BEGIN
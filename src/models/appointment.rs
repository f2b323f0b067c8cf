//! Appointment entity model
//!
//! `RawAppointment` mirrors one row of the source table, column names and
//! storage types included. `Appointment` is the typed, renamed record the
//! cleaning and analysis stages work on.

use chrono::{NaiveDateTime, Weekday};
use serde::{Deserialize, Serialize};

use crate::error::{NoShowError, Result};
use crate::models::types::{AppointmentStatus, Gender};
use crate::utils::date::{TimestampFormats, parse_timestamp, waiting_days, weekday_name, weekday_of};

/// Highest `Handcap` level present in the source data
pub const MAX_HANDICAP_LEVEL: u8 = 4;

/// One row of the source table as stored on disk
#[derive(Debug, Clone, PartialEq, Serialize, Deserialize)]
pub struct RawAppointment {
    /// Stored as a float in the CSV export
    #[serde(rename = "PatientId")]
    pub patient_id: f64,
    #[serde(rename = "AppointmentID")]
    pub appointment_id: i64,
    #[serde(rename = "Gender")]
    pub gender: String,
    #[serde(rename = "ScheduledDay")]
    pub scheduled_day: String,
    #[serde(rename = "AppointmentDay")]
    pub appointment_day: String,
    #[serde(rename = "Age")]
    pub age: i64,
    #[serde(rename = "Neighbourhood")]
    pub neighbourhood: String,
    #[serde(rename = "Scholarship")]
    pub scholarship: i64,
    #[serde(rename = "Hipertension")]
    pub hypertension: i64,
    #[serde(rename = "Diabetes")]
    pub diabetes: i64,
    #[serde(rename = "Alcoholism")]
    pub alcoholism: i64,
    #[serde(rename = "Handcap")]
    pub handicap: i64,
    #[serde(rename = "SMS_received")]
    pub sms_received: i64,
    #[serde(rename = "No-show")]
    pub no_show: String,
}

/// A typed appointment record
#[derive(Debug, Clone, PartialEq, Eq, Hash)]
pub struct Appointment {
    pub patient_id: u64,
    pub appointment_id: i64,
    pub gender: Gender,
    /// When the appointment was booked
    pub scheduled_at: NaiveDateTime,
    /// Day of the appointment (time of day is always midnight)
    pub appointment_at: NaiveDateTime,
    pub age: i64,
    pub neighbourhood: String,
    /// Enrolled in the Bolsa Familia welfare programme
    pub scholarship: bool,
    pub hypertension: bool,
    pub diabetes: bool,
    pub alcoholism: bool,
    /// Number of disabilities, 0 to [`MAX_HANDICAP_LEVEL`]
    pub handicap: u8,
    /// At least one reminder SMS was sent
    pub sms_received: bool,
    pub status: AppointmentStatus,
    /// Whole days between booking and appointment
    pub waiting_days: i64,
    /// Weekday of the appointment
    pub weekday: Weekday,
}

impl Appointment {
    /// Build an appointment, deriving waiting days and weekday from the timestamps
    #[must_use]
    #[allow(clippy::too_many_arguments)]
    pub fn new(
        patient_id: u64,
        appointment_id: i64,
        gender: Gender,
        scheduled_at: NaiveDateTime,
        appointment_at: NaiveDateTime,
        age: i64,
        neighbourhood: impl Into<String>,
        status: AppointmentStatus,
    ) -> Self {
        Self {
            patient_id,
            appointment_id,
            gender,
            scheduled_at,
            appointment_at,
            age,
            neighbourhood: neighbourhood.into(),
            scholarship: false,
            hypertension: false,
            diabetes: false,
            alcoholism: false,
            handicap: 0,
            sms_received: false,
            status,
            waiting_days: waiting_days(scheduled_at, appointment_at),
            weekday: weekday_of(appointment_at),
        }
    }

    /// Recompute the derived columns from the timestamps
    pub fn derive_calendar_fields(&mut self) {
        self.waiting_days = waiting_days(self.scheduled_at, self.appointment_at);
        self.weekday = weekday_of(self.appointment_at);
    }

    /// Name of the appointment weekday
    #[must_use]
    pub const fn weekday_name(&self) -> &'static str {
        weekday_name(self.weekday)
    }

    /// Whether the patient missed the appointment
    #[must_use]
    pub const fn is_no_show(&self) -> bool {
        self.status.is_no_show()
    }
}

impl RawAppointment {
    /// Coerce the stored values into a typed [`Appointment`]
    pub fn into_appointment(self, formats: &TimestampFormats) -> Result<Appointment> {
        let id = self.appointment_id;
        let context = move |msg: String| NoShowError::validation(format!("appointment {id}: {msg}"));

        if !self.patient_id.is_finite() || self.patient_id < 0.0 {
            return Err(context(format!("invalid PatientId {}", self.patient_id)));
        }
        // Integer conversion truncates, matching how the ids were exported
        #[allow(clippy::cast_possible_truncation, clippy::cast_sign_loss)]
        let patient_id = self.patient_id as u64;

        let gender = Gender::try_from(self.gender.as_str()).map_err(|e| context(e.to_string()))?;
        let status =
            AppointmentStatus::try_from(self.no_show.as_str()).map_err(|e| context(e.to_string()))?;

        let scheduled_at = parse_timestamp(&self.scheduled_day, formats)
            .ok_or_else(|| context(format!("unparseable ScheduledDay '{}'", self.scheduled_day)))?;
        let appointment_at = parse_timestamp(&self.appointment_day, formats).ok_or_else(|| {
            context(format!("unparseable AppointmentDay '{}'", self.appointment_day))
        })?;

        let handicap = u8::try_from(self.handicap)
            .ok()
            .filter(|level| *level <= MAX_HANDICAP_LEVEL)
            .ok_or_else(|| context(format!("Handcap level {} out of range", self.handicap)))?;

        let mut appointment = Appointment::new(
            patient_id,
            id,
            gender,
            scheduled_at,
            appointment_at,
            self.age,
            self.neighbourhood,
            status,
        );
        appointment.scholarship = flag("Scholarship", self.scholarship).map_err(context)?;
        appointment.hypertension = flag("Hipertension", self.hypertension).map_err(context)?;
        appointment.diabetes = flag("Diabetes", self.diabetes).map_err(context)?;
        appointment.alcoholism = flag("Alcoholism", self.alcoholism).map_err(context)?;
        appointment.sms_received = flag("SMS_received", self.sms_received).map_err(context)?;
        appointment.handicap = handicap;

        Ok(appointment)
    }
}

fn flag(column: &str, value: i64) -> std::result::Result<bool, String> {
    match value {
        0 => Ok(false),
        1 => Ok(true),
        other => Err(format!("{column} must be 0 or 1, got {other}")),
    }
}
END
*Exercise*
Copy every line in the listing above where the string "unparseable" turns up.

*Response below*
            .ok_or_else(|| context(format!("unparseable ScheduledDay '{}'", self.scheduled_day)))?;
            context(format!("unparseable AppointmentDay '{}'", self.appointment_day))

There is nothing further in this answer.